Although, numerically, the present study showed an increased synovial fluid concentration of HA with CGH-NC, regardless of the survival time, no significant differences were found, unlike what occurred in prior studies [14]. Authors believe that the significance of the results seen in Serra et al. (2021) could be due to the resolution of the instability of the stifle, which did not occur in our study. The cranial cruciate ligament lesion was not repaired in our study, and this could lead to major or constant degenerative activity explaining why significant changes in HA synovial concentration were not seen.
MRI biomarkers quantification, in line with the outcomes from the macroscopic and microscopic evaluations, also showed a significant benefit after oral administration of CGH-NC. This combination achieved significant improvements in the articular cartilage transversal relaxation time (T2) and in the D2D fractal dimension subchondral bone biomarkers. T2 is sensitive to cartilage water content and anisotropic collagen type II organization. Variations in this biomarker are related with a preserved collagen structure which, in turn, could be explained by the NC mode of action [52,69]. D2D provides information on the fractal dimension in two dimensions, analyzing the organization of the subchondral bone trabecular structure. Changes observed in this biomarker with CGH-NC could be explained by a reduced mechanical stress in the subchondral bone trabeculae when weight is transferred through the joint preserving articular cartilage [33,34]. It is worthwhile mentioning that changes on imaging biomarkers (T2 and D2D) were seen on the lateral joint regions, specifically in the “T2 Femoral PL” and “D2D Femoral Lateral”. The authors believe that the following conclusions could be drawn: firstly, this is not a coincidence; it is known that the experimental model used in this study produces more mechanical stress in this compartment of the stifle [35]. In this study, an improvement in OA in these particular areas was seen macroscopically with CGH-NC and not with CGH or in the CTR. Secondly, imaging biomarkers evaluated with parcellation of the articular regions also confirmed that changes could be seen only in the lateral regions, being the remaining or the totality of the joint non-affected [32,40,70].
This study has some limitations which should be pointed out.
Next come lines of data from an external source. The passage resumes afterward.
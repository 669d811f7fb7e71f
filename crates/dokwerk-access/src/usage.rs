// SPDX-License-Identifier: PMPL-1.0-or-later
// Copyright (c) 2026 Jonathan D.A. Jewell (hyperpolymath) <jonathan.jewell@open.ac.uk>
//
// Usage log — append-only SQLite record of every admitted operation.
//
// Schema:
//   usage_log(
//     id          INTEGER PRIMARY KEY AUTOINCREMENT,
//     user_id     INTEGER NOT NULL,
//     endpoint    TEXT    NOT NULL,   -- "convert", "compress", "ocr"
//     recorded_at INTEGER NOT NULL    -- Unix milliseconds, UTC
//   )
//
// Rows are only ever inserted. Quota windows are answered by counting rows in
// a time range, so a new month needs no reset.

use std::path::Path;
use std::sync::{Mutex, MutexGuard};

use chrono::{DateTime, Utc};
use dokwerk_core::error::{DokwerkError, Result};
use dokwerk_core::types::UserId;
use rusqlite::{Connection, TransactionBehavior, params};
use serde::{Deserialize, Serialize};
use tracing::{debug, instrument};

use crate::window::QuotaWindow;

fn db_err(e: rusqlite::Error) -> DokwerkError {
    DokwerkError::Database(e.to_string())
}

const SCHEMA: &str = "
    CREATE TABLE IF NOT EXISTS usage_log (
        id          INTEGER PRIMARY KEY AUTOINCREMENT,
        user_id     INTEGER NOT NULL,
        endpoint    TEXT    NOT NULL,
        recorded_at INTEGER NOT NULL
    );
    CREATE INDEX IF NOT EXISTS usage_by_user_time ON usage_log (user_id, recorded_at);
";

/// One admitted operation.
#[derive(Debug, Clone, PartialEq, Eq, Serialize, Deserialize)]
pub struct UsageRecord {
    pub user: UserId,
    pub endpoint: String,
    pub recorded_at: DateTime<Utc>,
}

impl UsageRecord {
    pub fn new(user: UserId, endpoint: impl Into<String>, recorded_at: DateTime<Utc>) -> Self {
        Self {
            user,
            endpoint: endpoint.into(),
            recorded_at,
        }
    }
}

/// Outcome of a conditional append.
#[derive(Debug, Clone, Copy, PartialEq, Eq)]
pub struct Admission {
    pub admitted: bool,
    /// Records in the window before this call.
    pub used_before: u64,
}

/// Durable counter store behind the quota enforcer.
pub trait UsageStore: Send + Sync {
    fn append(&self, record: &UsageRecord) -> Result<()>;

    /// Records for `user` with `start <= recorded_at < end`.
    fn count_between(&self, user: UserId, start: DateTime<Utc>, end: DateTime<Utc>) -> Result<u64>;

    /// Most recent `limit` records for `user`, newest first.
    fn recent_for_user(&self, user: UserId, limit: u32) -> Result<Vec<UsageRecord>>;

    /// Append `record` only if `user` has fewer than `limit` records in
    /// `window`.
    ///
    /// The default implementation counts and then appends, so two concurrent
    /// callers can both pass the check. Stores that can do better override it.
    fn append_if_below(
        &self,
        record: &UsageRecord,
        window: &QuotaWindow,
        limit: u64,
    ) -> Result<Admission> {
        let used_before = self.count_between(record.user, window.start, window.end)?;
        if used_before >= limit {
            return Ok(Admission {
                admitted: false,
                used_before,
            });
        }
        self.append(record)?;
        Ok(Admission {
            admitted: true,
            used_before,
        })
    }
}

/// SQLite-backed usage log. The connection is shared behind a mutex.
pub struct SqliteUsageStore {
    conn: Mutex<Connection>,
}

impl SqliteUsageStore {
    /// Open (or create) the usage database at `path`, in WAL mode.
    #[instrument(skip_all, fields(path = %path.as_ref().display()))]
    pub fn open(path: impl AsRef<Path>) -> Result<Self> {
        let conn = Connection::open(path).map_err(db_err)?;
        conn.execute_batch("PRAGMA journal_mode = WAL; PRAGMA busy_timeout = 5000;")
            .map_err(db_err)?;
        conn.execute_batch(SCHEMA).map_err(db_err)?;

        debug!("usage log opened");
        Ok(Self {
            conn: Mutex::new(conn),
        })
    }

    /// Open an in-memory usage database (useful for tests).
    pub fn open_in_memory() -> Result<Self> {
        let conn = Connection::open_in_memory().map_err(db_err)?;
        conn.execute_batch(SCHEMA).map_err(db_err)?;
        Ok(Self {
            conn: Mutex::new(conn),
        })
    }

    fn lock(&self) -> Result<MutexGuard<'_, Connection>> {
        self.conn
            .lock()
            .map_err(|_| DokwerkError::Database("usage log connection poisoned".into()))
    }
}

fn count_in(conn: &Connection, user: UserId, start: DateTime<Utc>, end: DateTime<Utc>) -> Result<u64> {
    let count: i64 = conn
        .query_row(
            "SELECT COUNT(*) FROM usage_log
             WHERE user_id = ?1 AND recorded_at >= ?2 AND recorded_at < ?3",
            params![user.0, start.timestamp_millis(), end.timestamp_millis()],
            |row| row.get(0),
        )
        .map_err(db_err)?;
    Ok(count.max(0) as u64)
}

fn insert(conn: &Connection, record: &UsageRecord) -> Result<()> {
    conn.execute(
        "INSERT INTO usage_log (user_id, endpoint, recorded_at) VALUES (?1, ?2, ?3)",
        params![
            record.user.0,
            record.endpoint,
            record.recorded_at.timestamp_millis()
        ],
    )
    .map_err(db_err)?;
    Ok(())
}

impl UsageStore for SqliteUsageStore {
    #[instrument(skip(self, record), fields(user = %record.user, endpoint = %record.endpoint))]
    fn append(&self, record: &UsageRecord) -> Result<()> {
        let conn = self.lock()?;
        insert(&conn, record)?;
        debug!("usage recorded");
        Ok(())
    }

    fn count_between(&self, user: UserId, start: DateTime<Utc>, end: DateTime<Utc>) -> Result<u64> {
        let conn = self.lock()?;
        count_in(&conn, user, start, end)
    }

    fn recent_for_user(&self, user: UserId, limit: u32) -> Result<Vec<UsageRecord>> {
        let conn = self.lock()?;
        let mut stmt = conn
            .prepare(
                "SELECT endpoint, recorded_at FROM usage_log
                 WHERE user_id = ?1
                 ORDER BY recorded_at DESC, id DESC
                 LIMIT ?2",
            )
            .map_err(db_err)?;

        let rows = stmt
            .query_map(params![user.0, limit], |row| {
                Ok((row.get::<_, String>(0)?, row.get::<_, i64>(1)?))
            })
            .map_err(db_err)?;

        let mut records = Vec::new();
        for row in rows {
            let (endpoint, millis) = row.map_err(db_err)?;
            let recorded_at = DateTime::from_timestamp_millis(millis).ok_or_else(|| {
                DokwerkError::Database(format!("invalid timestamp {millis} in usage_log"))
            })?;
            records.push(UsageRecord::new(user, endpoint, recorded_at));
        }
        Ok(records)
    }

    /// Count and insert inside one `BEGIN IMMEDIATE` transaction, which takes
    /// the database write lock up front. Other processes sharing the file
    /// wait on `busy_timeout` instead of reading a stale count.
    #[instrument(skip(self, record, window), fields(user = %record.user, limit))]
    fn append_if_below(
        &self,
        record: &UsageRecord,
        window: &QuotaWindow,
        limit: u64,
    ) -> Result<Admission> {
        let mut conn = self.lock()?;
        let tx = conn
            .transaction_with_behavior(TransactionBehavior::Immediate)
            .map_err(db_err)?;

        let used_before = count_in(&tx, record.user, window.start, window.end)?;
        let admitted = used_before < limit;
        if admitted {
            insert(&tx, record)?;
        }
        tx.commit().map_err(db_err)?;

        debug!(used_before, admitted, "conditional append");
        Ok(Admission {
            admitted,
            used_before,
        })
    }
}
// SPDX-License-Identifier: PMPL-1.0-or-later
// Copyright (c) 2026 Jonathan D.A. Jewell (hyperpolymath) <jonathan.jewell@open.ac.uk>
//
// Dokwerk — metered document conversion, PDF compression, and OCR
//
// Entry point. Initialises logging, loads config, opens the backend services,
// sweeps abandoned temp files, and runs the requested command.

mod cli;
mod services;

use std::process::ExitCode;

use clap::Parser;
use dokwerk_core::error::DokwerkError;
use dokwerk_core::failure::Failure;

use cli::Cli;
use services::data_dir;
use services::processing::ProcessingService;

#[tokio::main]
async fn main() -> ExitCode {
    tracing_subscriber::fmt()
        .with_env_filter(
            tracing_subscriber::EnvFilter::try_from_default_env()
                .unwrap_or_else(|_| tracing_subscriber::EnvFilter::new("info")),
        )
        .with_writer(std::io::stderr)
        .init();

    let cli = Cli::parse();

    let dir = data_dir::data_dir();
    let mut config = data_dir::load_config(&data_dir::config_path(&dir), &dir);
    if let Some(temp_root) = cli.temp_root {
        config.temp_root = temp_root;
    }
    if let Some(database) = cli.database {
        config.database_path = database;
    }

    tracing::info!("Dokwerk starting");

    let service = match ProcessingService::init(config) {
        Ok(service) => service,
        Err(e) => {
            tracing::error!(error = %e, "backend services failed to start");
            return report(&e);
        }
    };

    let swept = service.startup_sweep();
    tracing::debug!(swept, "startup sweep done");

    match cli::run(cli.command, &service).await {
        Ok(code) => code,
        Err(e) => report(&e),
    }
}

fn report(err: &DokwerkError) -> ExitCode {
    if let Err(print_err) = cli::print_json(&Failure::from(err)) {
        tracing::error!(error = %print_err, "cannot print failure");
    }
    ExitCode::FAILURE
}
// SPDX-License-Identifier: PMPL-1.0-or-later
// Copyright (c) 2026 Jonathan D.A. Jewell (hyperpolymath) <jonathan.jewell@open.ac.uk>

pub mod compress;
pub mod writer;
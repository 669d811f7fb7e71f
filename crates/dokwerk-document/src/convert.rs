// SPDX-License-Identifier: PMPL-1.0-or-later
// Copyright (c) 2026 Jonathan D.A. Jewell (hyperpolymath) <jonathan.jewell@open.ac.uk>
//
// Conversion engine — DOCX to PDF by textual re-flow, PDF to DOCX by
// placeholder.
//
// PDF to DOCX does not extract content. It produces a short notice naming the
// source file and reports `Fidelity::Placeholder` so callers can tell the
// difference from a faithful conversion.

use dokwerk_core::error::{DokwerkError, Result};
use dokwerk_core::types::{ConversionRequest, DocumentFormat, Fidelity, PaperSize};
use tracing::{info, instrument};

use crate::artifact::{ArtifactLease, ArtifactManager};
use crate::docx::reader;
use crate::docx::writer::DocxWriter;
use crate::pdf::writer::PdfWriter;

/// Format pairs the engine can convert, as (source, target).
pub const SUPPORTED_CONVERSIONS: [(DocumentFormat, DocumentFormat); 2] = [
    (DocumentFormat::Docx, DocumentFormat::Pdf),
    (DocumentFormat::Pdf, DocumentFormat::Docx),
];

pub fn is_supported(from: DocumentFormat, to: DocumentFormat) -> bool {
    SUPPORTED_CONVERSIONS.contains(&(from, to))
}

/// Result of one conversion. The output file is deleted when the lease drops.
#[derive(Debug)]
pub struct Conversion {
    pub output: ArtifactLease,
    pub fidelity: Fidelity,
}

#[derive(Debug, Clone)]
pub struct ConversionEngine {
    artifacts: ArtifactManager,
    paper_size: PaperSize,
}

impl ConversionEngine {
    pub fn new(artifacts: ArtifactManager, paper_size: PaperSize) -> Self {
        Self {
            artifacts,
            paper_size,
        }
    }

    /// Convert `request.source` into `request.target`.
    ///
    /// `source_name` is the caller-facing name of the input file; it seeds the
    /// output name and appears in placeholder documents.
    #[instrument(skip(self, request), fields(from = %request.source.format, to = %request.target))]
    pub fn convert(&self, request: &ConversionRequest, source_name: &str) -> Result<Conversion> {
        match (request.source.format, request.target) {
            (DocumentFormat::Docx, DocumentFormat::Pdf) => self.docx_to_pdf(request, source_name),
            (DocumentFormat::Pdf, DocumentFormat::Docx) => self.pdf_to_docx(request, source_name),
            (from, to) => Err(DokwerkError::UnsupportedConversion { from, to }),
        }
    }

    fn docx_to_pdf(&self, request: &ConversionRequest, source_name: &str) -> Result<Conversion> {
        let text = reader::read_text(&request.source.path)?;

        let mut writer = PdfWriter::new(self.paper_size);
        writer.set_title(stem_of(source_name));

        let output = self.artifacts.allocate(source_name, DocumentFormat::Pdf)?;
        let mut output = self.artifacts.lease(output);
        writer.write_text_to_file(&text, output.path())?;
        output.refresh()?;

        info!(
            chars = text.chars().count(),
            bytes = output.artifact().size_bytes,
            "DOCX re-flowed into PDF"
        );
        Ok(Conversion {
            output,
            fidelity: Fidelity::Faithful,
        })
    }

    fn pdf_to_docx(&self, request: &ConversionRequest, source_name: &str) -> Result<Conversion> {
        if !request.source.path.is_file() {
            return Err(DokwerkError::SourceUnreadable(format!(
                "{} does not exist",
                request.source.path.display()
            )));
        }

        let mut writer = DocxWriter::new();
        writer
            .push_paragraph("PDF to DOCX conversion")
            .push_paragraph(
                "The text of the original PDF was not extracted. This document \
                 stands in for it until a PDF text extractor is available.",
            )
            .push_paragraph(format!("Original file: {}", base_name(source_name)));

        let output = self.artifacts.allocate(source_name, DocumentFormat::Docx)?;
        let mut output = self.artifacts.lease(output);
        writer.write_to_file(output.path())?;
        output.refresh()?;

        info!(
            bytes = output.artifact().size_bytes,
            "PDF replaced by placeholder DOCX"
        );
        Ok(Conversion {
            output,
            fidelity: Fidelity::Placeholder,
        })
    }
}

fn base_name(name: &str) -> &str {
    name.rsplit(['/', '\\']).next().unwrap_or(name)
}

/// File name without directories or the last extension.
pub(crate) fn stem_of(name: &str) -> &str {
    let base = base_name(name);
    match base.rsplit_once('.') {
        Some((stem, _)) if !stem.is_empty() => stem,
        _ => base,
    }
}

/// Download name for a converted file: `<stem>.<target ext>`.
pub fn converted_name(source_name: &str, target: DocumentFormat) -> String {
    format!("{}.{}", stem_of(source_name), target.extension())
}
#[cfg(test)]
mod tests {
    use dokwerk_core::error::{ErrorKind, Stage};
    use dokwerk_core::types::ImageKind;
    use dokwerk_document::PdfWriter;
    use dokwerk_document::docx::writer::DocxWriter;

    use super::*;

    const KEY: &str = "API_test_key";

    fn service(limit: u64) -> (tempfile::TempDir, ProcessingService) {
        let dir = tempfile::tempdir().unwrap();
        let config = ServiceConfig {
            temp_root: dir.path().join("temp"),
            monthly_limit: limit,
            ..ServiceConfig::default()
        };
        let artifacts = ArtifactManager::new(&config.temp_root);
        let service = ProcessingService::from_parts(
            config,
            artifacts,
            OcrEngine::unavailable("no backend in tests"),
            Arc::new(SqliteUsageStore::open_in_memory().unwrap()),
            ApiKeyDirectory::open_in_memory().unwrap(),
        );
        service.add_user("tester", KEY).unwrap();
        (dir, service)
    }

    fn docx_upload(service: &ProcessingService) -> Artifact {
        let mut artifact = service.artifacts().allocate("notes.docx", DocumentFormat::Docx).unwrap();
        DocxWriter::from_text("Agenda\nBudget\nAny other business")
            .write_to_file(&artifact.path)
            .unwrap();
        service.artifacts().refresh(&mut artifact).unwrap();
        artifact
    }

    fn submission(upload: Artifact, operation: Operation, params: OperationParams) -> Submission {
        let source_name = upload.file_name();
        Submission {
            credential: format!("Bearer {KEY}"),
            upload,
            source_name,
            operation,
            params,
        }
    }

    fn used(service: &ProcessingService) -> u64 {
        service.quota_report(KEY, 0).unwrap().status.used
    }

    fn to_pdf() -> OperationParams {
        OperationParams {
            target_format: Some("pdf".into()),
            ..OperationParams::default()
        }
    }

    #[tokio::test]
    async fn conversion_is_metered_and_cleans_up() {
        let (dir, service) = service(5);
        let upload = docx_upload(&service);
        let input_path = upload.path.clone();

        let served = service
            .submit(submission(upload, Operation::Convert, to_pdf()))
            .await
            .unwrap();
        assert!(!input_path.exists());
        assert_eq!(served.quota.status.used, 1);
        assert_eq!(served.quota.remaining(), 4);

        let envelope = Envelope::from_outcome(&Ok(served));
        assert!(envelope.result.is_success());
        let json = serde_json::to_value(&envelope).unwrap();
        assert_eq!(json["result"]["outcome"], "success");
        assert_eq!(json["quota"]["remaining"], 4);

        let Ok(mut served) = service
            .submit(submission(docx_upload(&service), Operation::Convert, to_pdf()))
            .await
        else {
            panic!("second conversion failed");
        };
        let output = served.processed.outputs.remove(0);
        let scratch = output.lease.path().to_path_buf();
        let delivered = deliver(output, &dir.path().join("out")).unwrap();
        assert_eq!(delivered.parent(), Some(dir.path().join("out").as_path()));
        assert!(delivered.extension().is_some_and(|e| e == "pdf"));
        assert!(delivered.exists());
        assert!(!scratch.exists());
        assert_eq!(used(&service), 2);

        let report = service.quota_report(KEY, 1).unwrap();
        assert_eq!(report.name, "tester");
        assert_eq!(report.status.remaining, 3);
        assert_eq!(report.recent.len(), 1);
        assert_eq!(report.recent[0].endpoint, "convert");
        let json = serde_json::to_value(&report).unwrap();
        assert_eq!(json["used"], 2);
        assert_eq!(json["recent"][0]["endpoint"], "convert");
    }

    #[tokio::test]
    async fn unknown_key_is_rejected_and_upload_released() {
        let (_dir, service) = service(5);
        let upload = docx_upload(&service);
        let input_path = upload.path.clone();
        let mut request = submission(upload, Operation::Convert, to_pdf());
        request.credential = "Bearer API_wrong".into();

        let rejection = service.submit(request).await.unwrap_err();
        assert!(rejection.quota.is_none());
        let failure = rejection.failure;
        assert_eq!(failure.kind, ErrorKind::Unauthenticated);
        assert_eq!(failure.status, 401);
        assert!(!input_path.exists());
        assert_eq!(used(&service), 0);
        assert!(service.quota_report("API_wrong", 5).is_err());
        assert_eq!(service.user_count().unwrap(), 1);
    }

    #[tokio::test]
    async fn exhausted_quota_returns_429() {
        let (_dir, service) = service(1);
        service
            .submit(submission(docx_upload(&service), Operation::Convert, to_pdf()))
            .await
            .unwrap();

        let upload = docx_upload(&service);
        let input_path = upload.path.clone();
        let outcome = service
            .submit(submission(upload, Operation::Convert, to_pdf()))
            .await;
        let envelope = Envelope::from_outcome(&outcome);
        let rejection = outcome.unwrap_err();
        assert_eq!(rejection.failure.kind, ErrorKind::QuotaExceeded);
        assert_eq!(rejection.failure.status, 429);
        assert!(!input_path.exists());

        let quota = rejection.quota.unwrap();
        assert!(!quota.admitted);
        assert_eq!(quota.remaining(), 0);
        assert_eq!(quota.status.limit, 1);
        assert_eq!(quota.status.used, 1);
        assert_eq!(quota.status.reset_at, service.quota_report(KEY, 0).unwrap().status.reset_at);

        let json = serde_json::to_value(&envelope).unwrap();
        assert_eq!(json["result"]["outcome"], "failure");
        assert_eq!(json["quota"]["admitted"], false);
        assert_eq!(json["quota"]["remaining"], 0);
        assert_eq!(json["quota"]["limit"], 1);
    }

    #[tokio::test]
    async fn malformed_parameters_are_not_charged() {
        let (_dir, service) = service(5);
        let failure = service
            .submit(submission(
                docx_upload(&service),
                Operation::Convert,
                OperationParams::default(),
            ))
            .await
            .unwrap_err()
            .failure;
        assert_eq!(failure.status, 400);
        assert_eq!(failure.code, "invalid_parameter");
        assert_eq!(used(&service), 0);
    }

    #[tokio::test]
    async fn compression_reports_metrics() {
        let (_dir, service) = service(5);
        let mut upload = service.artifacts().allocate("report.pdf", DocumentFormat::Pdf).unwrap();
        PdfWriter::a4()
            .write_text_to_file("Quarterly report\nFigures follow.", &upload.path)
            .unwrap();
        service.artifacts().refresh(&mut upload).unwrap();

        let served = service
            .submit(submission(upload, Operation::Compress, OperationParams::default()))
            .await
            .unwrap();
        let json = serde_json::to_value(Envelope::from_outcome(&Ok(served))).unwrap();
        assert_eq!(json["result"]["metrics"]["kind"], "compression");
        assert!(json["result"]["metrics"]["original_size"].as_u64().unwrap() > 0);
        assert_eq!(json["result"]["outputs"][0]["download_name"]
            .as_str()
            .unwrap()
            .split('_')
            .last(), Some("compressed.pdf"));
    }

    #[tokio::test]
    async fn ocr_without_backend_fails_in_recognition() {
        let (_dir, service) = service(5);

        let gif = service
            .artifacts()
            .allocate("anim.gif", DocumentFormat::Image(ImageKind::Gif))
            .unwrap();
        let failure = service
            .submit(submission(gif, Operation::Ocr, OperationParams::default()))
            .await
            .unwrap_err()
            .failure;
        assert_eq!(failure.code, "unsupported_image_format");
        assert_eq!(failure.stage, Some(Stage::Validation));

        let mut png = service
            .artifacts()
            .allocate("scan.png", DocumentFormat::Image(ImageKind::Png))
            .unwrap();
        image::RgbImage::from_pixel(64, 32, image::Rgb([255, 255, 255]))
            .save_with_format(&png.path, image::ImageFormat::Png)
            .unwrap();
        service.artifacts().refresh(&mut png).unwrap();
        let png_path = png.path.clone();
        let failure = service
            .submit(submission(png, Operation::Ocr, OperationParams::default()))
            .await
            .unwrap_err()
            .failure;
        assert_eq!(failure.code, "worker_init_failure");
        assert_eq!(failure.stage, Some(Stage::Recognition));
        assert_eq!(failure.status, 500);
        assert!(!png_path.exists());
    }

    #[test]
    fn staged_uploads_live_in_the_temp_root() {
        let (dir, service) = service(5);
        let source = dir.path().join("client.pdf");
        std::fs::write(&source, b"%PDF-1.7\n").unwrap();

        let artifact = service.stage_upload(&source, DocumentFormat::Pdf).unwrap();
        assert!(artifact.path.starts_with(service.artifacts().root()));
        assert_eq!(artifact.size_bytes, 9);
        assert!(source.exists());

        let err = service
            .stage_upload(&dir.path().join("missing.pdf"), DocumentFormat::Pdf)
            .unwrap_err();
        assert!(matches!(err, DokwerkError::SourceUnreadable(_)));
    }

    #[test]
    fn startup_sweep_spares_recent_files() {
        let (_dir, service) = service(5);
        let recent = service.artifacts().allocate("busy.pdf", DocumentFormat::Pdf).unwrap();
        let stale = service.artifacts().allocate("old.pdf", DocumentFormat::Pdf).unwrap();
        let now = std::time::SystemTime::now();
        for (artifact, age) in [(&recent, 120), (&stale, 7200)] {
            std::fs::File::options()
                .write(true)
                .open(&artifact.path)
                .unwrap()
                .set_modified(now - Duration::from_secs(age))
                .unwrap();
        }

        assert_eq!(service.startup_sweep(), 1);
        assert!(recent.path.exists());
        assert!(!stale.path.exists());

        assert_eq!(service.sweep(), 1);
        assert!(!recent.path.exists());
    }

    #[test]
    fn capabilities_name_the_backend() {
        let (_dir, service) = service(5);
        let caps = service.capabilities();
        assert_eq!(caps.ocr_backend, "unavailable");
        assert_eq!(caps.default_language, "eng");
    }
}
First, although the addition of NC to CGH significantly improved a number of variables (macroscopic, synovial membrane, T2 femoral PL and D2D femoral lateral), some others were not affected. Authors suggest that this fact could be due to the short duration of the study itself, which might emulate an early OA stage with a medium-short evolution term (4, 8 and 12 weeks) rather than a longer one. Changes in this time period were perhaps insufficient to reveal significant degenerative changes in these variables conditioned by the treatment. This could be explained by 1) lack of sensitivity of some of the studied methods for early stages of OA, or 2) need for longer term evaluation in order to see an effect of these products on modification of disease progression [71]. Therefore, to obtain more conclusive results, longer term studies would be warranted. Second, no MRI biomarkers were quantified in the CGH group because CGH-NC and CTRL were prioritized, along with healthy stifles. Having this missing data would have helped in analyzing effects of the combined formula. Last, as the addition of NC to CGH is the key advantage seen in this study and also its main outcome, further studies should also evaluate the comparative effects of using NC Collavant n2® alone, CGH and CGH-NC.

5. Conclusions

In conclusion, results obtained in this study show how the oral administration of CS with GlHCl and HA, with or without NC, is safe, and it provides significant improvements in OA progression using a rabbit CCLT-induced model. It also describes how adding NC to a combination of CS, GHCl and HA significantly increases its efficacy. More specifically, this addition leads to better outcomes seen on macroscopic and microscopic evaluation and MRI biomarkers. However, further prospective studies using MRI biomarkers are required to evaluate how different combinations of nutraceuticals modulate OA progression in longer survival times.

Author Contributions

Conceptualization, C.I.S. and S.S.; methodology, V.S., L.V., L.P.-M. and C.S.; software, A.T.-E.; validation, A.T.-E.; formal analysis, J.I.R. and L.D.; investigation, V.S., C.S. and L.V.; writing-original draft preparation, V.S.; writing-review and editing, C.I.S. and S.S.; supervision, C.I.S. and C.S.; project administration, C.I.S. and S.S.; funding acquisition, C.I.S. and S.S. All authors have read and agreed to the published version of the manuscript.

Funding

This project was funded by Bioiberica S.A.U. Spain with funding number PRJ-0379.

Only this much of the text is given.